Amgen's battle in Europe concerns its European patent EP3666797. Claim 1 functionally defines an anti-PCSK9 antibody genus by: (i) the region to which it binds, namely the catalytic domain of a PCSK9 protein, and (ii) its function to prevent or reduce the binding of PCSK9 to LDLR. The patent was revoked by the Munich Central Division of the UPC in the first-instance revocation proceedings in July 2024 but was maintained as granted in May 2025 after the first-instance opposition proceedings at the EPO. The UPC CoA recently issued its landmark decision on the UPC revocation action, overturning the decision of the Munich Central Division. The UPC's approach to sufficiency reiterates the established EPO principle that sufficiency is satisfied if the patent shows at least one way of performing the invention. Furthermore, likely welcomed by several national jurisdictions, the UPC indicates that EPO's "problem-solution" approach may not be the only way for assessing an inventive step.
On Sufficiency
The UPC's approach to sufficiency reiterates the established EPO principle that sufficiency is satisfied if the patent shows at least one way—or one technical concept—of performing the invention, and that functional features do not require instruction for "each and every conceivable embodiment." A "reasonable amount of trial and error" is tolerable, and occasional failure is part of the scientific work. The burden lies with the challenger to prove insufficiency.
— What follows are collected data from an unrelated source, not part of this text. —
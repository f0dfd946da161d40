//! The block heap manager: routing, instrumentation, quarantine, and error
//! detection over a registry of heap backends.
//!
//! Every guarded block records the backend that serviced it in its trailer;
//! `free` therefore works no matter which heap handle the caller passes, and
//! quarantine membership follows the servicing backend, not the handle.
//!
//! Locking: the all-heaps lock is outermost and taken only by
//! `best_effort_lock_all` and `destroy_heap`. Per-heap locks may nest around
//! registry *reads* but never around the registry write lock; quarantine
//! shards and backend state are innermost and never held across calls out.

use core::cell::Cell;
use core::mem::size_of;
use core::sync::atomic::{AtomicU64, Ordering};
use core::time::Duration;
use std::sync::Arc;

use hashbrown::HashMap;
use parking_lot::{Mutex, RwLock};
use serde::Serialize;

use crate::block::{self, BlockInfo, BlockState, BlockTrailer};
use crate::error::{ErrorSink, HeapError, HeapErrorKind};
use crate::heaps::{
    BlockHeap, BlockHeapWrapper, HeapFeatures, HeapLock, HeapLockGuard, InternalHeap,
    LargeBlockHeap, RawHeap, SystemHeap, ZebraBlockHeap,
};
use crate::params::Parameters;
use crate::platform;
use crate::quarantine::{BlockQuarantine, ShardedQuarantine};
use crate::services::{ShadowMarker, ShadowMemory, StackCapture, StackId};
use crate::util::POISON_BYTE;
use crate::HeapId;

/// How long `best_effort_lock_all` waits per heap before skipping it.
const LOCK_ALL_TIMEOUT: Duration = Duration::from_millis(50);

thread_local! {
    static GUARD_THIS_THREAD: Cell<bool> = const { Cell::new(false) };
}

struct HeapEntry {
    heap: Arc<dyn BlockHeap>,
    quarantine: Arc<dyn BlockQuarantine>,
    builtin: bool,
}

#[derive(Default)]
struct StatsCells {
    allocations_guarded: AtomicU64,
    allocations_passed_through: AtomicU64,
    allocations_failed: AtomicU64,
    frees: AtomicU64,
    corrupt_blocks: AtomicU64,
    double_frees: AtomicU64,
    quarantine_evictions: AtomicU64,
}

/// Point-in-time counters, taken without stopping the world.
#[derive(Debug, Clone, Copy, Default, PartialEq, Eq, Serialize)]
pub struct HeapManagerStats {
    pub allocations_guarded: u64,
    pub allocations_passed_through: u64,
    pub allocations_failed: u64,
    pub frees: u64,
    pub corrupt_blocks: u64,
    pub double_frees: u64,
    pub quarantine_evictions: u64,
}

pub struct BlockHeapManager {
    shadow: Arc<dyn ShadowMemory>,
    stacks: Arc<dyn StackCapture>,
    errors: Arc<dyn ErrorSink>,
    params: Mutex<Parameters>,
    registry: RwLock<HashMap<HeapId, HeapEntry>>,
    shared_quarantine: Arc<ShardedQuarantine>,
    process_heap: HeapId,
    large_heap: Mutex<Option<HeapId>>,
    zebra_heap: Mutex<Option<(HeapId, Arc<ZebraBlockHeap>)>>,
    all_heaps_lock: HeapLock,
    locked_heaps: Mutex<Vec<Arc<dyn BlockHeap>>>,
    rng: AtomicU64,
    next_heap_id: AtomicU64,
    stats: StatsCells,
}
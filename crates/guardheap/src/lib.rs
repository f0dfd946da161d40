//! Guarded block heap manager for memory-safety instrumentation runtimes.
//!
//! Allocations are wrapped in *blocks*: redzoned, checksummed envelopes
//! whose lifecycle (allocated, quarantined, freed) is tracked outside the
//! caller's reach. Freed blocks pass through a bounded quarantine so stale
//! pointers keep pointing at poisoned, optionally page-protected memory
//! long enough for use-after-free to be caught. Double-frees and redzone
//! corruption are detected at free time, reported through a pluggable sink,
//! and recovered from without leaking the block.
//!
//! [`BlockHeapManager`] is the entry point. It routes each allocation to
//! one of several backends (the caller's own heap, a guard-paged large
//! block heap, a striped page-guard "zebra" heap for small objects) and
//! integrates with host-provided shadow memory and stack capture through
//! the traits in [`services`].
//!
//! ```
//! use std::sync::Arc;
//! use guardheap::{BlockHeapManager, Parameters};
//! use guardheap::error::LoggingSink;
//! use guardheap::services::{BacktraceRegistry, ShadowMap};
//!
//! let manager = BlockHeapManager::new(
//!     Arc::new(ShadowMap::new()),
//!     Arc::new(BacktraceRegistry::new()),
//!     Arc::new(LoggingSink),
//!     Parameters::default(),
//! );
//! let heap = manager.create_heap();
//! let ptr = manager.allocate(heap, 64);
//! assert!(!ptr.is_null());
//! assert_eq!(manager.allocation_size(heap, ptr), Some(64));
//! assert!(manager.free(heap, ptr));
//! ```

pub mod block;
pub mod error;
pub mod heaps;
pub mod manager;
pub mod params;
pub mod platform;
pub mod quarantine;
pub mod services;
pub mod util;

pub use error::{ErrorSink, HeapError, HeapErrorKind, LoggingSink};
pub use manager::{BlockHeapManager, HeapManagerStats};
pub use params::Parameters;

/// Opaque handle to a registered heap.
#[derive(Debug, Clone, Copy, PartialEq, Eq, Hash)]
pub struct HeapId(u64);

impl HeapId {
    #[inline]
    pub const fn from_u64(raw: u64) -> Self {
        HeapId(raw)
    }

    #[inline]
    pub const fn as_u64(self) -> u64 {
        self.0
    }
}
According to the U.S. Supreme Court, the effort required to screen and produce all antibodies within a genus claim constitutes "undue experimentation" and thus triggers a lack of enablement rejection. In contrast, the EPO and the UPC accept that generating new antibodies under a functional definition is within the routine capabilities of the skilled person, provided that the patent discloses a "technical concept" for doing so. The time required for such production is not, in itself, decisive.
On Inventive Step
The CoA's approach to an inventive step is equally notable. It considers that different approaches, whether "holistic" or "problem-solution," when properly applied, should and generally lead to the same conclusion.
The CoA emphasizes a case-by-case evaluation of the evidence to determine whether the skilled person possessed a "reasonable expectation of success" or merely a "hope to succeed." It also stresses a careful distinction between what "could" and what "would" have led the skilled person to the invention. These follow some well-established EPO principles on assessing non-obviousness and are favorable for patentees.
Four Key Takeaways
- The recent UPC CoA ruling clarifies and reinforces the standards governing the validity of broad functional antibody claims in Europe.
- In contrast to the U.S. practice, there is no requirement in Europe to show that the skilled person can produce each and every embodiment of the invention within the claimed scope.
- The UPC does not consider the EPO "problem-solution" approach a necessity for assessing an inventive step, but rather endorses an evidence-based, case-by-case approach.
- This landmark decision reaffirms a permissive stance on functional antibody claims in Europe. Innovators may pursue genus antibody claims defined by functional features before EPO and UPC, consistent with prevailing case law and practice.